I connected the controller in the DCC fashion with a little good advice, as that give the most flexibility for use....either the controller or the onboard decoder can be used to position the bridge.
Onward and upward. Finish track and scenery tomorrow.
Good primer on turntable installation. That was pretty much the way that I installed my turntable as well.
Good job and great photos !
Rich
Alton Junction
Wow, awesome.
A few days ago someone next to me at the hobby store took delivery of his. I can only shake my head and think some day.
Install looks great. Be following along to see how it progresses.
Best Regards, Big John
Kiva Valley Railway- Freelanced road in central Arizona. Visit the link to see my MR forum thread on The Building of the Whitton Branch on the Kiva Valley Railway
I don't think you have to program the tracks at specific angles (20 degrees) because you can install track at any location and then program the bridge to stop at any track and at both ends as well. I used a straight track alignment gage and positioned the bridge where I wanted a track and then installed the track using the alignment gage. I also removed 3 ties and CA'ed the rail to the pit flange. the track is mounted to the cork with latex adhesive caulk like all my track. I did use push pins and weights to keep the flex track in position until the adhesives dried.
Just my thought on the subject.
-Bob
Life is what happens while you are making other plans!
Yes, that's right. One can put service tracks on any location around the perimeter not just at the minimum 10 degree spots shown on the template and in your photos (has to be ten degrees if you count them up). That way one can be flexible. (except for two locations at 90 degree angles to Position #1 as that is where a split in the power ring occurs for reversing of current. No tracks can be powered. The bridge track cannot not be powered at those two positions, but, but I put in a service track to keep the appearance of a continuous semi circle. I wanted a total of about 21 service tracks.
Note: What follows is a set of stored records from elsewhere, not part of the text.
//! Typed field accessors over a parsed `serde_json::Value` tree.
//!
//! Each accessor looks up one key on an object and coerces the field into a
//! native value or a caller-supplied buffer. A missing key is not an error:
//! it comes back as `None` (scalars) or `Ok(false)` (arrays) and nothing is
//! logged. Looking a key up on something that is not an object behaves the
//! same way.
//!
//! The scalar accessors are deliberately not symmetric:
//!
//! - [`read_int`] is strict. A field that is not an integer is a
//!   [`TypeMismatch`](JsonMoreError::TypeMismatch).
//! - [`read_double`] is lenient. Any field that is not a floating-point
//!   number, integers included, reads as `NaN`.

use serde_json::Value;

use crate::error::{JsonMoreError, Result};

/// Floating-point view of a node: its value if it is a double-typed number,
/// `NaN` for anything else.
///
/// Integer-typed numbers (`1`, `-7`) also map to `NaN`; only numbers written
/// with a fraction or exponent count as doubles.
pub fn double_or_nan(value: &Value) -> f64 {
    match value {
        Value::Number(n) if n.is_f64() => n.as_f64().unwrap_or(f64::NAN),
        _ => f64::NAN,
    }
}

/// Read an integer field.
///
/// ```
/// use serde_json::json;
/// use jsonmore_core::read_int;
///
/// let obj = json!({"count": 3, "ratio": 0.5});
/// assert_eq!(read_int(&obj, "count").unwrap(), Some(3));
/// assert_eq!(read_int(&obj, "missing").unwrap(), None);
/// assert!(read_int(&obj, "ratio").is_err());
/// ```
pub fn read_int(object: &Value, key: &str) -> Result<Option<i64>> {
    let Some(value) = object.get(key) else {
        return Ok(None);
    };
    match value.as_i64() {
        Some(v) => Ok(Some(v)),
        None => {
            tracing::warn!(field = key, "I was looking for an int, instead got '{value}'");
            Err(mismatch(key, "an integer", value))
        }
    }
}

/// Read a double field.
///
/// Returns `None` when the key is absent, otherwise `Some` of
/// [`double_or_nan`] applied to the field. Never fails.
pub fn read_double(object: &Value, key: &str) -> Option<f64> {
    object.get(key).map(double_or_nan)
}

/// Fill `out` from the first `out.len()` elements of an array field.
///
/// Null elements and elements that are not numbers become `when_null`;
/// integers are widened to `f64`. A longer array is truncated to the
/// buffer length.
///
/// Returns `Ok(false)` if the field is absent. If the field is not an array,
/// or holds fewer than `out.len()` elements, the failure is logged, an error
/// is returned, and `out` is left untouched.
pub fn read_double_array(
    object: &Value,
    key: &str,
    out: &mut [f64],
    when_null: f64,
) -> Result<bool> {
    let Some(items) = array_field(object, key, out.len())? else {
        return Ok(false);
    };
    for (slot, item) in out.iter_mut().zip(items) {
        *slot = match item {
            Value::Number(n) => n.as_f64().unwrap_or(when_null),
            _ => when_null,
        };
    }
    Ok(true)
}

/// Fill `out` from the first `out.len()` elements of an array field.
///
/// Only integer elements are taken; everything else, doubles included,
/// becomes `when_null`. Failure handling matches [`read_double_array`].
pub fn read_int_array(
    object: &Value,
    key: &str,
    out: &mut [i64],
    when_null: i64,
) -> Result<bool> {
    let Some(items) = array_field(object, key, out.len())? else {
        return Ok(false);
    };
    for (slot, item) in out.iter_mut().zip(items) {
        *slot = item.as_i64().unwrap_or(when_null);
    }
    Ok(true)
}

/// Look up an array field holding at least `n` elements.
fn array_field<'a>(object: &'a Value, key: &str, n: usize) -> Result<Option<&'a [Value]>> {
    let Some(value) = object.get(key) else {
        return Ok(None);
    };
    let Some(items) = value.as_array() else {
        tracing::warn!(field = key, "This is not an array: '{value}'");
        return Err(mismatch(key, "an array", value));
    };
    if items.len() < n {
        tracing::warn!(
            field = key,
            "I expected at least {n} elements, got {}. Array: '{value}'",
            items.len()
        );
        return Err(JsonMoreError::ShortArray {
            field: key.to_string(),
            expected: n,
            found: items.len(),
        });
    }
    Ok(Some(items))
}

fn mismatch(key: &str, expected: &'static str, found: &Value) -> JsonMoreError {
    JsonMoreError::TypeMismatch {
        field: key.to_string(),
        expected,
        found: found.to_string(),
    }
}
Nice use of cork. I decided against roadbed as my foam was flatest withouit adding adding another layer. Even a fine film or caulk under the roadbed can make a difference on my ayout ant and I dispensed with it. Maybe I"ll store rusty wheelsets on those tracks for realism.
Looks great. Good looking progress. Nice to see someone working in on the same project.
Tomorrow i I have to drill out holes for track power at the end of each service track and the head of the track from the loco service bays, then conceal the contacts with the ballasting.
Cisco Kid Yes, that's right. One can put service tracks on any location around the perimeter not just at the minimum 10 degree spots shown on the template and in your photos (has to be ten degrees if you count them up). That way one can be flexible. (except for two locations at 90 degree angles to Position #1 as that is where a split in the power ring occurs for reversing of current. No tracks can be powered. The bridge track cannot not be powered at those two positions, but, but I put in a service track to keep the appearance of a continuous semi circle. I wanted a total of about 21 service tracks. Maybe I"ll store rusty wheelsets on those tracks for realism.
Maybe I"ll store rusty wheelsets on those tracks for realism.
That's pretty much what I did. I parked my tender and crane cars on the non-powered track to the side of the roundhouse.
Cisco
Any problems adding power to the tracks in the roundhouse?
Did you use the code 83 track in the roundhouse and to those tracks adjoining the turntable which has the code 83 on the bridge.
No real problems with the roundhouse track. I did use Code 83 as I do everywhere. I took a new length of Atlas Code 83 and measured the 15 inches or so that would run the length of the building's interior and then added 3 more inches or so* to reach the edge of the pit.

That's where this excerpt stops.